*Required action*
Every line from the one containing "pub mod shutdown;" to the last line of the listing below should be given again exactly.

*Data for processing*
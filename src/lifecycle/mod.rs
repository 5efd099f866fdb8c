//! Lifecycle management subsystem.
//!
//! # Data Flow
//! ```text
//! Startup (startup.rs):
//!     Validate settings → Load config → Build registry/dispatcher/watcher
//!     → Spawn watcher → Serve HTTP
//!
//! Shutdown (shutdown.rs):
//!     Signal received → Stop accepting → Drain in-flight requests
//!     → Watcher loop exits
//!
//! Signals (signals.rs):
//!     SIGTERM/SIGINT → Trigger graceful shutdown
//! ```
//!
//! # Design Decisions
//! - Ordered startup: config first, then core, then listeners
//! - Fail fast only on the first configuration load

pub mod shutdown;
pub mod signals;
pub mod startup;

pub use shutdown::Shutdown;
pub use startup::{Gateway, StartupError};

*Result of this task*
pub mod shutdown;
pub mod signals;
pub mod startup;

pub use shutdown::Shutdown;
pub use startup::{Gateway, StartupError};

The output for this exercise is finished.